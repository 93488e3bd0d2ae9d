use std::io::ErrorKind;
use std::path::PathBuf;
use std::time::Duration;

use async_trait::async_trait;
use bytes::Bytes;
use tokio::fs;
use tokio::io::AsyncWriteExt;
use tracing::{debug, warn};

use super::signing::UrlSigner;
use super::BlobStore;
use crate::document::BlobPath;
use crate::{Error, Result};

/// Filesystem blob store.
///
/// Blobs live at `{root}/{blob_path}`. The content type is not persisted;
/// every stored blob is served as the single allowed upload type.
pub struct LocalBlobStore {
    root: PathBuf,
    signer: UrlSigner,
}

impl LocalBlobStore {
    pub fn new(root: impl Into<PathBuf>, signer: UrlSigner) -> Self {
        Self {
            root: root.into(),
            signer,
        }
    }

    /// Create the root directory if needed.
    pub async fn ensure_root(&self) -> Result<()> {
        fs::create_dir_all(&self.root).await.map_err(|e| {
            Error::StoreUnavailable(format!("create blob root {}: {e}", self.root.display()))
        })
    }

    fn full_path(&self, path: &BlobPath) -> PathBuf {
        path.segments().fold(self.root.clone(), |acc, seg| acc.join(seg))
    }
}

fn io_error(op: &str, path: &BlobPath, err: std::io::Error) -> Error {
    match err.kind() {
        ErrorKind::NotFound => Error::not_found("blob", path),
        ErrorKind::AlreadyExists => Error::Conflict(format!("blob {path} already exists")),
        _ => Error::StoreUnavailable(format!("blob {op} failed for {path}: {err}")),
    }
}

#[async_trait]
impl BlobStore for LocalBlobStore {
    async fn put(&self, path: &BlobPath, data: Bytes, content_type: &str) -> Result<()> {
        let full_path = self.full_path(path);
        debug!(blob_path = %path, size = data.len(), content_type, "local_blob: put");

        if let Some(parent) = full_path.parent() {
            fs::create_dir_all(parent)
                .await
                .map_err(|e| io_error("put", path, e))?;
        }

        let mut file = fs::OpenOptions::new()
            .write(true)
            .create_new(true)
            .open(&full_path)
            .await
            .map_err(|e| io_error("put", path, e))?;

        let written = async {
            file.write_all(&data).await?;
            file.sync_all().await
        }
        .await;

        if let Err(e) = written {
            warn!(blob_path = %path, error = %e, "local_blob: write failed, removing partial file");
            drop(file);
            let _ = fs::remove_file(&full_path).await;
            return Err(io_error("put", path, e));
        }
        Ok(())
    }

    async fn get(&self, path: &BlobPath) -> Result<Bytes> {
        let data = fs::read(self.full_path(path))
            .await
            .map_err(|e| io_error("get", path, e))?;
        Ok(Bytes::from(data))
    }

    async fn delete(&self, path: &BlobPath) -> Result<()> {
        debug!(blob_path = %path, "local_blob: delete");
        match fs::remove_file(self.full_path(path)).await {
            Ok(()) => Ok(()),
            Err(e) if e.kind() == ErrorKind::NotFound => Ok(()),
            Err(e) => Err(io_error("delete", path, e)),
        }
    }

    fn public_url(&self, path: &BlobPath) -> String {
        self.signer.public_url(path)
    }

    fn signed_url(&self, path: &BlobPath, ttl: Duration) -> Result<String> {
        self.signer.signed_url(path, ttl)
    }

    fn verify_signed(&self, token: &str) -> Result<BlobPath> {
        self.signer.verify(token)
    }
}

——

What to work on: After locating the line holding "impl BlobStore for" above, output exactly that line and every line after it through the line holding "debug!(blob_path = %path, size". Include nothing else.

Solved problem:
impl BlobStore for LocalBlobStore {
    async fn put(&self, path: &BlobPath, data: Bytes, content_type: &str) -> Result<()> {
        let full_path = self.full_path(path);
        debug!(blob_path = %path, size = data.len(), content_type, "local_blob: put");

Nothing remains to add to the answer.